One of the earliest attempts to integrate Bluetooth functionality was the ShotMaxx timer by Double Alpha Academy in 2013, which transmitted data via a Bluetooth audio link. However, the connection proved unreliable, and the feature was subsequently removed in later firmware updates.

A major leap forward occurred in 2018 through a collaboration between AMG Lab and PractiScore, which brought Bluetooth-enabled shot timers into mainstream use. This innovation marked a turning point for competitive shooting sports and enabled real-time synchronization of shot-by-shot data with mobile scoring and analytics platforms. The first official deployment of this technology at a national-level event was during a Steel Challenge match in November 2018. For the first time, competitors could review detailed shot splits, stage timing, and performance trends directly through the PractiScore Competitor app. Since then, this feature has been widely adopted at shooting competitions around the world.

Following this innovation, several other manufacturers have incorporated Bluetooth support into their shot timer devices.
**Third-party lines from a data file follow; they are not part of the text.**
//! Tags and the task ↔ tag join relation

use chrono::{DateTime, Utc};
use serde::{Deserialize, Serialize};
#[cfg(feature = "ts-gen")]
use ts_rs::TS;
use uuid::Uuid;

#[derive(Debug, Clone, PartialEq, Eq, Serialize, Deserialize)]
#[cfg_attr(feature = "ts-gen", derive(TS))]
#[cfg_attr(feature = "ts-gen", ts(export))]
pub struct Tag {
    pub id: Uuid,
    pub name: String,
    pub owner_id: Uuid,
    pub created_at: DateTime<Utc>,
}

#[derive(Debug, Clone, PartialEq, Eq, Serialize, Deserialize)]
pub struct NewTag {
    pub name: String,
}

/// One row of the task ↔ tag join table. Carries no attributes of its own.
#[derive(Debug, Clone, Copy, PartialEq, Eq, Hash, Serialize, Deserialize)]
#[cfg_attr(feature = "ts-gen", derive(TS))]
#[cfg_attr(feature = "ts-gen", ts(export))]
pub struct TaskTag {
    pub task_id: Uuid,
    pub tag_id: Uuid,
}
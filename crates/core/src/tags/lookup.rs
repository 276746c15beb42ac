//! Batched, cached tag lookup per task.
//!
//! The first request for an uncached task opens a short batch window. Every
//! request arriving inside the window joins it, and one store call resolves
//! them all. Requests for a task whose fetch is already under way attach to
//! that fetch instead of opening another window. Results are kept in a TTL
//! cache that [`TagLookup::invalidate`] clears whenever tags change.

use std::collections::HashMap;
use std::sync::atomic::{AtomicU64, Ordering};
use std::sync::{Arc, Weak};
use std::time::Duration;

use futures::future::join_all;
use parking_lot::Mutex;
use ticktally_common::cache::{CacheStats, TtlCache};
use ticktally_common::time::{Clock, SystemClock};
use ticktally_domain::TagConfig;
use tokio::sync::{broadcast, oneshot};
use tokio_util::sync::CancellationToken;
use tracing::{debug, warn};
use uuid::Uuid;

use super::ports::TagStore;
use crate::events::{Notification, NotificationBus};

type Waiter = (Uuid, oneshot::Sender<Vec<Uuid>>);

/// Waiters not yet answered: the open window plus every fetch under way.
#[derive(Default)]
struct Batches {
    pending: Option<Vec<Waiter>>,
    /// Task id to the batch currently fetching it.
    in_flight: HashMap<Uuid, u64>,
    /// Waiters that arrived after their batch started fetching.
    late: HashMap<u64, Vec<Waiter>>,
    next_batch: u64,
}

impl Batches {
    /// Queue `task_id`. Returns true when a new window was opened.
    fn enqueue(&mut self, task_id: Uuid, sender: oneshot::Sender<Vec<Uuid>>) -> bool {
        if let Some(batch) = self.in_flight.get(&task_id) {
            debug!(%task_id, batch, "Joining in-flight tag batch");
            self.late.entry(*batch).or_default().push((task_id, sender));
            return false;
        }
        match self.pending.as_mut() {
            Some(waiters) => {
                waiters.push((task_id, sender));
                false
            }
            None => {
                self.pending = Some(vec![(task_id, sender)]);
                true
            }
        }
    }

    /// Take the open window and mark its tasks as in flight.
    fn start_fetch(&mut self) -> Option<(u64, Vec<Waiter>)> {
        let waiters = self.pending.take()?;
        let batch = self.next_batch;
        self.next_batch += 1;
        for (task_id, _) in &waiters {
            self.in_flight.insert(*task_id, batch);
        }
        Some((batch, waiters))
    }

    /// Release `batch` and hand back the waiters that joined it late.
    fn finish_fetch(&mut self, batch: u64) -> Vec<Waiter> {
        self.in_flight.retain(|_, owner| *owner != batch);
        self.late.remove(&batch).unwrap_or_default()
    }
}

#[derive(Debug, Clone, Copy, PartialEq, Eq)]
pub struct TagLookupConfig {
    pub batch_delay: Duration,
    pub cache_ttl: Duration,
}

impl From<&TagConfig> for TagLookupConfig {
    fn from(config: &TagConfig) -> Self {
        Self { batch_delay: config.batch_delay(), cache_ttl: config.cache_ttl() }
    }
}

impl Default for TagLookupConfig {
    fn default() -> Self {
        Self::from(&TagConfig::default())
    }
}

/// Handle to the lookup. Clones share the cache and the open batch.
pub struct TagLookup<C: Clock = SystemClock> {
    inner: Arc<Inner<C>>,
}

struct Inner<C: Clock> {
    store: Arc<dyn TagStore>,
    cache: TtlCache<Uuid, Vec<Uuid>, C>,
    batches: Mutex<Batches>,
    generation: AtomicU64,
    batch_delay: Duration,
    bus: NotificationBus,
    shutdown: CancellationToken,
}

impl TagLookup<SystemClock> {
    pub fn new(store: Arc<dyn TagStore>, bus: NotificationBus, config: TagLookupConfig) -> Self {
        Self::with_clock(store, bus, config, SystemClock)
    }
}

impl<C: Clock> TagLookup<C> {
    /// Lookup whose cache expiry follows `clock`.
    pub fn with_clock(
        store: Arc<dyn TagStore>,
        bus: NotificationBus,
        config: TagLookupConfig,
        clock: C,
    ) -> Self {
        Self {
            inner: Arc::new(Inner {
                store,
                cache: TtlCache::with_clock(config.cache_ttl, clock),
                batches: Mutex::new(Batches::default()),
                generation: AtomicU64::new(0),
                batch_delay: config.batch_delay,
                bus,
                shutdown: CancellationToken::new(),
            }),
        }
    }

    /// Tag ids attached to `task_id`.
    ///
    /// Never fails: a task without tags, or a batch whose fetch failed,
    /// resolves to an empty list.
    pub async fn get_tags(&self, task_id: Uuid) -> Vec<Uuid> {
        let (sender, receiver) = oneshot::channel();
        let opened = {
            let mut batches = self.inner.batches.lock();
            // Checked under the lock so a fetch finishing now is either
            // cached or still in flight.
            if let Some(tags) = self.inner.cache.get(&task_id) {
                return tags;
            }
            batches.enqueue(task_id, sender)
        };

        if opened {
            let inner = Arc::downgrade(&self.inner);
            let shutdown = self.inner.shutdown.clone();
            tokio::spawn(run_batch(inner, shutdown, self.inner.batch_delay));
        }

        // A dropped sender means the lookup went away before the batch ran.
        receiver.await.unwrap_or_default()
    }

    /// Resolve several tasks through the same batch window.
    pub async fn get_many(&self, task_ids: &[Uuid]) -> HashMap<Uuid, Vec<Uuid>> {
        let lookups = task_ids.iter().map(|task_id| async move {
            (*task_id, self.get_tags(*task_id).await)
        });
        join_all(lookups).await.into_iter().collect()
    }

    /// Cached tags without touching the store. `None` when absent or expired.
    pub fn cached_tags(&self, task_id: Uuid) -> Option<Vec<Uuid>> {
        self.inner.cache.get(&task_id)
    }

    /// Drop every cached association and announce the change.
    ///
    /// Batches already in flight still answer their waiters but no longer
    /// populate the cache or accept late joiners.
    pub fn invalidate(&self, task_id: Option<Uuid>) {
        {
            let mut batches = self.inner.batches.lock();
            self.inner.generation.fetch_add(1, Ordering::SeqCst);
            batches.in_flight.clear();
        }
        self.inner.cache.invalidate_all();
        debug!(task_id = ?task_id, "Tag cache invalidated");
        self.inner.bus.publish(Notification::TaskTagsModified { task_id });
    }

    /// Notifications from the shared bus; consumers react to
    /// `task-tags-modified`.
    pub fn subscribe(&self) -> broadcast::Receiver<Notification> {
        self.inner.bus.subscribe()
    }

    pub fn stats(&self) -> CacheStats {
        self.inner.cache.stats()
    }
}

impl<C: Clock> Clone for TagLookup<C> {
    fn clone(&self) -> Self {
        Self { inner: Arc::clone(&self.inner) }
    }
}

impl<C: Clock> Drop for Inner<C> {
    fn drop(&mut self) {
        self.shutdown.cancel();
    }
}

async fn run_batch<C: Clock>(inner: Weak<Inner<C>>, shutdown: CancellationToken, delay: Duration) {
    tokio::select! {
        _ = shutdown.cancelled() => return,
        _ = tokio::time::sleep(delay) => {}
    }
    let Some(inner) = inner.upgrade() else {
        return;
    };
    inner.flush().await;
}

impl<C: Clock> Inner<C> {
    async fn flush(&self) {
        let (batch, generation, waiters) = {
            let mut batches = self.batches.lock();
            let Some((batch, waiters)) = batches.start_fetch() else {
                return;
            };
            (batch, self.generation.load(Ordering::SeqCst), waiters)
        };

        let mut task_ids: Vec<Uuid> = waiters.iter().map(|(task_id, _)| *task_id).collect();
        task_ids.sort_unstable();
        task_ids.dedup();

        let mut results: HashMap<Uuid, Vec<Uuid>> =
            task_ids.iter().map(|task_id| (*task_id, Vec::new())).collect();

        match self.store.fetch_task_tags(&task_ids).await {
            Ok(links) => {
                for link in links {
                    if let Some(tags) = results.get_mut(&link.task_id) {
                        if !tags.contains(&link.tag_id) {
                            tags.push(link.tag_id);
                        }
                    }
                }
                if self.generation.load(Ordering::SeqCst) == generation {
                    self.cache.insert_many(results.iter().map(|(id, tags)| (*id, tags.clone())));
                } else {
                    debug!(batch_size = task_ids.len(), "Tags changed mid-fetch; batch not cached");
                }
                debug!(batch_size = task_ids.len(), waiters = waiters.len(), "Tag batch resolved");
            }
            Err(err) => {
                warn!(batch_size = task_ids.len(), error = %err, "Tag batch fetch failed");
            }
        }

        let late = self.batches.lock().finish_fetch(batch);
        for (task_id, sender) in waiters.into_iter().chain(late) {
            let _ = sender.send(results.get(&task_id).cloned().unwrap_or_default());
        }
    }
}
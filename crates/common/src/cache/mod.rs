//! Time-to-live cache driven by an injectable clock
//!
//! Entries expire a fixed duration after insertion. Expiry is checked lazily
//! on read; [`TtlCache::cleanup_expired`] sweeps eagerly.
//!
//! ```
//! use std::time::Duration;
//!
//! use ticktally_common::cache::TtlCache;
//! use ticktally_common::time::MockClock;
//!
//! let clock = MockClock::new();
//! let cache: TtlCache<&str, u32, MockClock> =
//!     TtlCache::with_clock(Duration::from_secs(30), clock.clone());
//!
//! cache.insert("task-a", 2);
//! assert_eq!(cache.get(&"task-a"), Some(2));
//!
//! clock.advance(Duration::from_secs(30));
//! assert_eq!(cache.get(&"task-a"), None);
//! ```

mod stats;
mod ttl;

pub use stats::CacheStats;
pub use ttl::TtlCache;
== Common features and functions ==

Some timers come with additional functions:
- Raw Time: The overall time recorded up to the last shot.
- Total Time: Raw time plus any additional penalty time from missed targets.
- Par times: The timer first gives a start, then a stop signal after a pre-programmed time.
- Split Time: The interval between consecutive shots.
- Instant or delayed start signal: The start signal can either come instantly by the push of the start button, or by a delay of a programmed number of seconds or within a range of seconds.
- Big board display: The possibility for direct connection to a big board display for instant audience feedback.
- Integration with an application on a mobile device such as RangeTech, PractiScore, PractiScore Log or Drills via Bluetooth.
- The possibility for scoring points on target in addition to the time, with automatic hit factor calculation, making for a complete scoring solution. The results can be loaded to a computer, i.e. by Bluetooth or RF.
- Memory storage of previous runs
- Auxiliary jack for external loud horn, visual starts or target turning
- Adjustable shot detector sensitivity
- Audible preparatory commands: An audible command to prep the shooter for the start signal. Often the words "Shooter Ready, Standby."

== Mobile app shot timers ==
A number of shot timer apps can also be downloaded for smartphones, although they are generally less reliable than dedicated standalone units. Traditional mobile phones and tablets lack the necessary style and quality of microphone to pick up gunshots; especially in a gun range where there are multiple shooters or at an indoor gun range where the sound is greater and the echo can also create a false positive on the timer.

However, many shooters use a mobile app-based shot timer only for its par function when conducting dry fire practice in which there is no need to pick up the sound of gunfire.